Your answer should consist of the listing, repeated exactly.

§ RECORDED INFORMATION:

---------------

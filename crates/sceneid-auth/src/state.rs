//! Authorization-code flow helpers
//!
//! Generates the anti-forgery `state` value, builds the authorize URL, and
//! models the two ends of the browser round trip: the outbound redirect and
//! the inbound callback carrying `code` and `state`.

use base64::Engine;
use base64::engine::general_purpose::URL_SAFE_NO_PAD;
use rand::RngExt;

use crate::config::Scope;
use crate::error::{Error, Result};

/// Position of a client in the authorization-code flow.
///
/// `Unauthenticated → RedirectIssued → CallbackPending → Authenticated`.
/// Client-credentials tokens jump straight to `Authenticated`.
///
/// `CallbackPending` only lasts while `process_auth_response` runs and is
/// reported in its logs. `OAuthClient::phase()` reads the store, so it
/// returns one of the other three.
#[derive(Debug, Clone, Copy, PartialEq, Eq)]
pub enum AuthPhase {
    Unauthenticated,
    RedirectIssued,
    CallbackPending,
    Authenticated,
}

impl AuthPhase {
    pub fn label(&self) -> &'static str {
        match self {
            AuthPhase::Unauthenticated => "unauthenticated",
            AuthPhase::RedirectIssued => "redirect_issued",
            AuthPhase::CallbackPending => "callback_pending",
            AuthPhase::Authenticated => "authenticated",
        }
    }
}

/// Generate a random anti-forgery state value.
///
/// 32 random bytes encoded as URL-safe base64 without padding (43 chars),
/// so it can be placed in a query string unescaped.
pub fn generate_state() -> String {
    let mut bytes = [0u8; 32];
    rand::rng().fill(&mut bytes);
    URL_SAFE_NO_PAD.encode(bytes)
}

/// Build the authorize URL the user's browser is sent to.
///
/// `scope` is omitted when empty.
pub fn build_authorization_url(
    authorize_endpoint: &str,
    client_id: &str,
    redirect_uri: &str,
    state: &str,
    scope: &Scope,
) -> Result<String> {
    let joined = scope.joined();
    let mut params = vec![
        ("client_id", client_id),
        ("redirect_uri", redirect_uri),
        ("response_type", "code"),
        ("state", state),
    ];
    if !scope.is_empty() {
        params.push(("scope", joined.as_str()));
    }
    let query = serde_urlencoded::to_string(&params)
        .map_err(|e| Error::Protocol(format!("encoding authorize query: {e}")))?;
    Ok(format!("{authorize_endpoint}?{query}"))
}

/// A redirect the hosting web layer should send to the browser.
///
/// The request that produced it should end right after the response is
/// written; the flow resumes in the callback request.
#[derive(Debug, Clone, PartialEq, Eq)]
pub struct AuthRedirect {
    location: String,
}

impl AuthRedirect {
    pub fn new(location: String) -> Self {
        Self { location }
    }

    /// Always 302 Found.
    pub fn status(&self) -> u16 {
        302
    }

    pub fn location(&self) -> &str {
        &self.location
    }

    /// `Location` header pair ready to attach to a response.
    pub fn header(&self) -> (&'static str, &str) {
        ("Location", &self.location)
    }
}

/// Parameters the provider sends back to the redirect URI.
#[derive(Debug, Clone, Default, PartialEq, Eq)]
pub struct Callback {
    pub code: Option<String>,
    pub state: Option<String>,
}

impl Callback {
    /// Explicit values, for callers that are not the redirect target itself.
    pub fn new(code: Option<&str>, state: Option<&str>) -> Self {
        Self {
            code: non_empty(code),
            state: non_empty(state),
        }
    }

    /// Parse `code` and `state` from an inbound query string.
    ///
    /// A leading `?` is accepted. Malformed input yields an empty callback,
    /// which then fails the missing-code check.
    pub fn from_query(query: &str) -> Self {
        let query = query.strip_prefix('?').unwrap_or(query);
        let pairs: Vec<(String, String)> = serde_urlencoded::from_str(query).unwrap_or_default();
        Self::new(find_pair(&pairs, "code"), find_pair(&pairs, "state"))
    }

    /// Fill fields missing here from `inbound`. Explicit values win.
    pub fn or(self, inbound: Callback) -> Self {
        Self {
            code: self.code.or(inbound.code),
            state: self.state.or(inbound.state),
        }
    }
}

fn find_pair<'a>(pairs: &'a [(String, String)], key: &str) -> Option<&'a str> {
    pairs
        .iter()
        .find(|(k, _)| k == key)
        .map(|(_, v)| v.as_str())
}

fn non_empty(value: Option<&str>) -> Option<String> {
    value.filter(|v| !v.is_empty()).map(String::from)
}

#[cfg(test)]
mod tests {
    use super::*;

    const AUTHORIZE: &str = "https://id.scene.org/oauth/authorize/";

    #[test]
    fn state_is_url_safe_base64() {
        let state = generate_state();
        assert_eq!(state.len(), 43);
        assert!(
            state
                .chars()
                .all(|c| c.is_ascii_alphanumeric() || c == '-' || c == '_'),
            "state must be URL-safe base64 (no padding): {state}"
        );
    }

    #[test]
    fn states_are_unique() {
        assert_ne!(generate_state(), generate_state());
    }

    #[test]
    fn authorization_url_contains_required_params() {
        let url = build_authorization_url(
            AUTHORIZE,
            "myPortalClientID",
            "http://my.domain.tld/return.url",
            "st4te",
            &Scope::from("basic user:read"),
        )
        .unwrap();

        assert!(url.starts_with(AUTHORIZE));
        assert!(url.contains("client_id=myPortalClientID"));
        assert!(url.contains("redirect_uri=http%3A%2F%2Fmy.domain.tld%2Freturn.url"));
        assert!(url.contains("response_type=code"));
        assert!(url.contains("state=st4te"));
        assert!(url.contains("scope=basic+user%3Aread"));
    }

    #[test]
    fn authorization_url_omits_empty_scope() {
        let url =
            build_authorization_url(AUTHORIZE, "id", "http://r", "s", &Scope::default()).unwrap();
        assert!(!url.contains("scope="));
    }

    #[test]
    fn callback_parses_query_string() {
        let cb = Callback::from_query("?code=abc123&state=xyz&extra=1");
        assert_eq!(cb.code.as_deref(), Some("abc123"));
        assert_eq!(cb.state.as_deref(), Some("xyz"));
    }

    #[test]
    fn callback_treats_empty_values_as_missing() {
        let cb = Callback::from_query("code=&state=");
        assert_eq!(cb, Callback::default());
    }

    #[test]
    fn explicit_callback_values_win() {
        let explicit = Callback::new(Some("explicit"), None);
        let merged = explicit.or(Callback::from_query("code=inbound&state=s1"));
        assert_eq!(merged.code.as_deref(), Some("explicit"));
        assert_eq!(merged.state.as_deref(), Some("s1"));
    }

    #[test]
    fn redirect_is_a_302_with_location() {
        let redirect = AuthRedirect::new("https://id.scene.org/oauth/authorize/?a=b".into());
        assert_eq!(redirect.status(), 302);
        assert_eq!(
            redirect.header(),
            ("Location", "https://id.scene.org/oauth/authorize/?a=b")
        );
    }

    #[test]
    fn phase_labels_are_snake_case() {
        assert_eq!(AuthPhase::RedirectIssued.label(), "redirect_issued");
        assert_eq!(AuthPhase::Authenticated.label(), "authenticated");
    }
}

---------------

§ ANSWER BOX:
filename crates/sceneid-auth/src/state.rs
//! Authorization-code flow helpers
//!
//! Generates the anti-forgery `state` value, builds the authorize URL, and
//! models the two ends of the browser round trip: the outbound redirect and
//! the inbound callback carrying `code` and `state`.

use base64::Engine;
use base64::engine::general_purpose::URL_SAFE_NO_PAD;
use rand::RngExt;

use crate::config::Scope;
use crate::error::{Error, Result};

/// Position of a client in the authorization-code flow.
///
/// `Unauthenticated → RedirectIssued → CallbackPending → Authenticated`.
/// Client-credentials tokens jump straight to `Authenticated`.
///
/// `CallbackPending` only lasts while `process_auth_response` runs and is
/// reported in its logs. `OAuthClient::phase()` reads the store, so it
/// returns one of the other three.
#[derive(Debug, Clone, Copy, PartialEq, Eq)]
pub enum AuthPhase {
    Unauthenticated,
    RedirectIssued,
    CallbackPending,
    Authenticated,
}

impl AuthPhase {
    pub fn label(&self) -> &'static str {
        match self {
            AuthPhase::Unauthenticated => "unauthenticated",
            AuthPhase::RedirectIssued => "redirect_issued",
            AuthPhase::CallbackPending => "callback_pending",
            AuthPhase::Authenticated => "authenticated",
        }
    }
}

/// Generate a random anti-forgery state value.
///
/// 32 random bytes encoded as URL-safe base64 without padding (43 chars),
/// so it can be placed in a query string unescaped.
pub fn generate_state() -> String {
    let mut bytes = [0u8; 32];
    rand::rng().fill(&mut bytes);
    URL_SAFE_NO_PAD.encode(bytes)
}

/// Build the authorize URL the user's browser is sent to.
///
/// `scope` is omitted when empty.
pub fn build_authorization_url(
    authorize_endpoint: &str,
    client_id: &str,
    redirect_uri: &str,
    state: &str,
    scope: &Scope,
) -> Result<String> {
    let joined = scope.joined();
    let mut params = vec![
        ("client_id", client_id),
        ("redirect_uri", redirect_uri),
        ("response_type", "code"),
        ("state", state),
    ];
    if !scope.is_empty() {
        params.push(("scope", joined.as_str()));
    }
    let query = serde_urlencoded::to_string(&params)
        .map_err(|e| Error::Protocol(format!("encoding authorize query: {e}")))?;
    Ok(format!("{authorize_endpoint}?{query}"))
}

/// A redirect the hosting web layer should send to the browser.
///
/// The request that produced it should end right after the response is
/// written; the flow resumes in the callback request.
#[derive(Debug, Clone, PartialEq, Eq)]
pub struct AuthRedirect {
    location: String,
}

impl AuthRedirect {
    pub fn new(location: String) -> Self {
        Self { location }
    }

    /// Always 302 Found.
    pub fn status(&self) -> u16 {
        302
    }

    pub fn location(&self) -> &str {
        &self.location
    }

    /// `Location` header pair ready to attach to a response.
    pub fn header(&self) -> (&'static str, &str) {
        ("Location", &self.location)
    }
}

/// Parameters the provider sends back to the redirect URI.
#[derive(Debug, Clone, Default, PartialEq, Eq)]
pub struct Callback {
    pub code: Option<String>,
    pub state: Option<String>,
}

impl Callback {
    /// Explicit values, for callers that are not the redirect target itself.
    pub fn new(code: Option<&str>, state: Option<&str>) -> Self {
        Self {
            code: non_empty(code),
            state: non_empty(state),
        }
    }

    /// Parse `code` and `state` from an inbound query string.
    ///
    /// A leading `?` is accepted. Malformed input yields an empty callback,
    /// which then fails the missing-code check.
    pub fn from_query(query: &str) -> Self {
        let query = query.strip_prefix('?').unwrap_or(query);
        let pairs: Vec<(String, String)> = serde_urlencoded::from_str(query).unwrap_or_default();
        Self::new(find_pair(&pairs, "code"), find_pair(&pairs, "state"))
    }

    /// Fill fields missing here from `inbound`. Explicit values win.
    pub fn or(self, inbound: Callback) -> Self {
        Self {
            code: self.code.or(inbound.code),
            state: self.state.or(inbound.state),
        }
    }
}

fn find_pair<'a>(pairs: &'a [(String, String)], key: &str) -> Option<&'a str> {
    pairs
        .iter()
        .find(|(k, _)| k == key)
        .map(|(_, v)| v.as_str())
}

fn non_empty(value: Option<&str>) -> Option<String> {
    value.filter(|v| !v.is_empty()).map(String::from)
}

#[cfg(test)]
mod tests {
    use super::*;

    const AUTHORIZE: &str = "https://id.scene.org/oauth/authorize/";

    #[test]
    fn state_is_url_safe_base64() {
        let state = generate_state();
        assert_eq!(state.len(), 43);
        assert!(
            state
                .chars()
                .all(|c| c.is_ascii_alphanumeric() || c == '-' || c == '_'),
            "state must be URL-safe base64 (no padding): {state}"
        );
    }

    #[test]
    fn states_are_unique() {
        assert_ne!(generate_state(), generate_state());
    }

    #[test]
    fn authorization_url_contains_required_params() {
        let url = build_authorization_url(
            AUTHORIZE,
            "myPortalClientID",
            "http://my.domain.tld/return.url",
            "st4te",
            &Scope::from("basic user:read"),
        )
        .unwrap();

        assert!(url.starts_with(AUTHORIZE));
        assert!(url.contains("client_id=myPortalClientID"));
        assert!(url.contains("redirect_uri=http%3A%2F%2Fmy.domain.tld%2Freturn.url"));
        assert!(url.contains("response_type=code"));
        assert!(url.contains("state=st4te"));
        assert!(url.contains("scope=basic+user%3Aread"));
    }

    #[test]
    fn authorization_url_omits_empty_scope() {
        let url =
            build_authorization_url(AUTHORIZE, "id", "http://r", "s", &Scope::default()).unwrap();
        assert!(!url.contains("scope="));
    }

    #[test]
    fn callback_parses_query_string() {
        let cb = Callback::from_query("?code=abc123&state=xyz&extra=1");
        assert_eq!(cb.code.as_deref(), Some("abc123"));
        assert_eq!(cb.state.as_deref(), Some("xyz"));
    }

    #[test]
    fn callback_treats_empty_values_as_missing() {
        let cb = Callback::from_query("code=&state=");
        assert_eq!(cb, Callback::default());
    }

    #[test]
    fn explicit_callback_values_win() {
        let explicit = Callback::new(Some("explicit"), None);
        let merged = explicit.or(Callback::from_query("code=inbound&state=s1"));
        assert_eq!(merged.code.as_deref(), Some("explicit"));
        assert_eq!(merged.state.as_deref(), Some("s1"));
    }

    #[test]
    fn redirect_is_a_302_with_location() {
        let redirect = AuthRedirect::new("https://id.scene.org/oauth/authorize/?a=b".into());
        assert_eq!(redirect.status(), 302);
        assert_eq!(
            redirect.header(),
            ("Location", "https://id.scene.org/oauth/authorize/?a=b")
        );
    }

    #[test]
    fn phase_labels_are_snake_case() {
        assert_eq!(AuthPhase::RedirectIssued.label(), "redirect_issued");
        assert_eq!(AuthPhase::Authenticated.label(), "authenticated");
    }
}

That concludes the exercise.